This was a very trendy, very hip kind of store. The shirts, which look no different in style or quality from the $25 ones at Old Navy, cost $90. The blue jeans were upwards of $100. There was a handmade leather jacket for $1,150, which is more than I paid for my car. Even if I could afford a $1,150 jacket, I wouldn’t be cool enough to wear it. They probably wouldn’t even sell it to me, the way stores won’t sell belly-exposing shirts to girls who will look awful in them (unless it’s only in my perfect fantasy world where stores do that).

My plan went off without a hitch. I pretended to be legitimately interested in blowing hundreds of dollars on clothes — or at least open to the possibility — before nonchalantly moseying to the restroom, where an episode of alarming fury was unleashed on the facilities. I made a hasty retreat thereafter, wanting to flee the scene before my crime was discovered.

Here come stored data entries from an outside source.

//! Configuration system for the dataset pipeline

use serde::{Deserialize, Serialize};

/// Main configuration structure
#[derive(Debug, Clone, Serialize, Deserialize)]
#[serde(default)]
pub struct Config {
    pub version: String,
    pub encoder: EncoderConfig,
    pub manifest: ManifestConfig,
    pub health: HealthConfig,
}

impl Default for Config {
    fn default() -> Self {
        Self {
            version: "1.0".to_string(),
            encoder: EncoderConfig::default(),
            manifest: ManifestConfig::default(),
            health: HealthConfig::default(),
        }
    }
}

/// CSV to MIDI encoding configuration
#[derive(Debug, Clone, PartialEq, Serialize, Deserialize)]
#[serde(default)]
pub struct EncoderConfig {
    /// Pulses per quarter note
    pub ticks_per_beat: u16,
    /// Tempo written at tick zero; together with `ticks_per_beat` fixes the
    /// seconds-to-ticks resolution
    pub tempo_bpm: f64,
    pub velocity: u8,
    pub program: u8,
    pub channel: u8,
    pub track_name: Option<String>,
}

impl Default for EncoderConfig {
    fn default() -> Self {
        Self {
            ticks_per_beat: 480,
            tempo_bpm: 120.0,
            velocity: 100,
            program: 0, // Acoustic Grand Piano
            channel: 0,
            track_name: None,
        }
    }
}

impl EncoderConfig {
    /// Tick resolution in ticks per second
    pub fn ticks_per_second(&self) -> f64 {
        self.ticks_per_beat as f64 * self.tempo_bpm / 60.0
    }

    /// Tempo meta value in microseconds per quarter note
    pub fn microseconds_per_beat(&self) -> u32 {
        (60_000_000.0 / self.tempo_bpm).round() as u32
    }
}

/// Manifest layout configuration (paths relative to the dataset root)
#[derive(Debug, Clone, Serialize, Deserialize)]
#[serde(default)]
pub struct ManifestConfig {
    pub audio_dir: String,
    pub midi_dir: String,
    pub manifest_path: String,
    pub audio_extensions: Vec<String>,
    pub midi_extensions: Vec<String>,
    /// Trailing stem fragments ignored when pairing audio with MIDI
    pub processing_suffixes: Vec<String>,
    /// Songs expected in every emotion even before an expressive take exists
    pub songs_with_variations: Vec<String>,
}

const SONGS_WITH_VARIATIONS: [&str; 20] = [
    "Fuglesangen",
    "Godvaersdagen",
    "GroHolto",
    "Haslebuskane",
    "Havbrusen",
    "IvarJorde",
    "Klunkelatten",
    "Kongelatten",
    "Langaakern",
    "LattenSomBedOmNoko",
    "Perigarden",
    "Silkjegulen",
    "Solmoy",
    "Strandaspringar",
    "Tjednbalen",
    "Toingen",
    "Valdresspringar",
    "Vossarull",
    "SigneUladalen",
    "Spretten",
];

impl Default for ManifestConfig {
    fn default() -> Self {
        Self {
            audio_dir: "data/raw/audio".to_string(),
            midi_dir: "data/raw/midi".to_string(),
            manifest_path: "data/manifests/manifest.csv".to_string(),
            audio_extensions: vec!["wav".to_string()],
            midi_extensions: vec!["mid".to_string(), "midi".to_string()],
            processing_suffixes: vec!["_cleaned".to_string(), ".mid".to_string()],
            songs_with_variations: SONGS_WITH_VARIATIONS.iter().map(|s| s.to_string()).collect(),
        }
    }
}

/// Health check thresholds
#[derive(Debug, Clone, Default, Serialize, Deserialize)]
#[serde(default)]
pub struct HealthConfig {
    pub midi: MidiHealthConfig,
    pub audio: AudioHealthConfig,
    /// Escalate warnings to failures for the batch status
    pub strict: bool,
}

#[derive(Debug, Clone, Serialize, Deserialize)]
#[serde(default)]
pub struct MidiHealthConfig {
    pub min_pitch: u8,
    pub max_pitch: u8,
    pub min_duration_sec: f64,
    pub max_duration_sec: f64,
}

impl Default for MidiHealthConfig {
    fn default() -> Self {
        Self {
            // Piano range A0 (21) to C8 (108), one octave of tolerance either side
            min_pitch: 21 - 12,
            max_pitch: 108 + 12,
            min_duration_sec: 1.0,
            max_duration_sec: 600.0,
        }
    }
}

#[derive(Debug, Clone, Serialize, Deserialize)]
#[serde(default)]
pub struct AudioHealthConfig {
    pub min_duration_sec: f64,
    pub max_duration_sec: f64,
    /// Fraction of the peak amplitude below which a sample counts as silent
    pub silence_threshold: f32,
    pub min_non_silent_ratio: f64,
    /// Peak amplitude below which the whole file is considered silent
    pub absolute_silence: f32,
    /// Fraction of the format's full scale at or above which a sample counts as clipped
    pub clip_level: f32,
    pub max_clipping_ratio: f64,
    /// Consecutive clipped samples that make a sustained clip
    pub clip_run_length: usize,
}

impl Default for AudioHealthConfig {
    fn default() -> Self {
        Self {
            min_duration_sec: 5.0,
            max_duration_sec: 300.0,
            silence_threshold: 0.01,
            min_non_silent_ratio: 0.10,
            absolute_silence: 1e-6,
            clip_level: 0.9999,
            max_clipping_ratio: 0.001,
            clip_run_length: 64,
        }
    }
}

/// Validate configuration parameters
pub fn validate_config(config: &Config) -> anyhow::Result<()> {
    let encoder = &config.encoder;
    if encoder.ticks_per_beat == 0 || encoder.ticks_per_beat > 0x7fff {
        anyhow::bail!("encoder.ticks_per_beat must be in 1..=32767");
    }
    if !(encoder.tempo_bpm.is_finite() && encoder.tempo_bpm > 0.0) {
        anyhow::bail!("encoder.tempo_bpm must be positive");
    }
    // Tempo meta events carry 24 bits
    if encoder.microseconds_per_beat() > 0x00ff_ffff {
        anyhow::bail!("encoder.tempo_bpm is too slow to encode");
    }
    if encoder.velocity == 0 || encoder.velocity > 127 {
        anyhow::bail!("encoder.velocity must be in 1..=127");
    }
    if encoder.program > 127 {
        anyhow::bail!("encoder.program must be in 0..=127");
    }
    if encoder.channel > 15 {
        anyhow::bail!("encoder.channel must be in 0..=15");
    }

    if config.manifest.audio_extensions.is_empty() || config.manifest.midi_extensions.is_empty() {
        anyhow::bail!("manifest extensions must not be empty");
    }

    let midi = &config.health.midi;
    if midi.min_pitch > midi.max_pitch {
        anyhow::bail!("health.midi pitch range min must be <= max");
    }
    if midi.min_duration_sec >= midi.max_duration_sec {
        anyhow::bail!("health.midi duration range min must be < max");
    }

    let audio = &config.health.audio;
    if audio.min_duration_sec >= audio.max_duration_sec {
        anyhow::bail!("health.audio duration range min must be < max");
    }
    if !(0.0..=1.0).contains(&audio.silence_threshold)
        || !(0.0..=1.0).contains(&audio.min_non_silent_ratio)
        || !(0.0..=1.0).contains(&audio.max_clipping_ratio)
    {
        anyhow::bail!("health.audio ratios must be within [0, 1]");
    }
    if audio.clip_run_length == 0 {
        anyhow::bail!("health.audio.clip_run_length must be at least 1");
    }

    Ok(())
}

/// Load configuration from JSON file
pub fn load_config<P: AsRef<std::path::Path>>(path: P) -> anyhow::Result<Config> {
    let content = std::fs::read_to_string(path)?;
    let config: Config = serde_json::from_str(&content)?;
    validate_config(&config)?;
    Ok(config)
}

/// Save configuration to JSON file
pub fn save_config<P: AsRef<std::path::Path>>(config: &Config, path: P) -> anyhow::Result<()> {
    let content = serde_json::to_string_pretty(config)?;
    std::fs::write(path, content)?;
    Ok(())
}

It was too late to meet my Portland friends now, as I was seeing a midnight movie with Scott the Angry Jew at the Egyptian Theatre on Main Street, and also because no new meeting place had been established. As I walked toward the theater, whom should I run into but my friend Adam Johnson, an occasional actor, a frequent Sundance visitor, and an excellent Christopher Walken impersonator. He was working for the festival, driving people around in Volkswagens (the official car of Sundance). At present, he was waiting for someone named Quentin to emerge from a restaurant, one of the few eateries open past 10, apparently. We don’t think it was Tarantino, but we couldn’t think of any other Quentins who would be getting limousine services from Sundance.

While I was chatting with Adam, a friend of his who is also driving VWs all week showed up to collect Maggie Gyllenhaal and Peter Sarsgaard, who arrived momentarily and walked right past me, accompanied by an unidentified woman. Maggie looked skeletal, as is the custom in Hollywood. Peter looked like Peter. And who was the third person? Chaperone? Third wheel? Anyway, they all got into Adam’s friend’s VW and sped away, and I left Adam to wait for the unfamous Quentin, whoever he was.

Scott and I watched “Salvage,” a very low-budget, low-impact, low-quality horror film about a girl who keeps imagining she’s being stalked and killed by a maniac. It becomes apparent early on that little or none of what’s happening to her is real, and so the question is: Why should we be scared for her?

Approximately half the shots in the movie are of the girl backing away slowly from something. The other half are of her walking slowly down stairs or around corners, saying, “Hello? Is someone there?” Scott and I hightailed it as soon as the movie was over, cursing ourselves at having stayed out so late for something so useless. I hurried back to the condo and fell asleep, though not necessarily in that order.

Day 7 (Wednesday, Jan. 25):

Since I didn’t get to bed until nearly 3 a.m., I slept in a bit — all the way until 9! — and then went to the Yarrow to do some writing before the 11 a.m. screening. After writing for about 15 minutes, I fell asleep for a half-hour. Apparently, my prose is so dull, I fall asleep just WRITING it.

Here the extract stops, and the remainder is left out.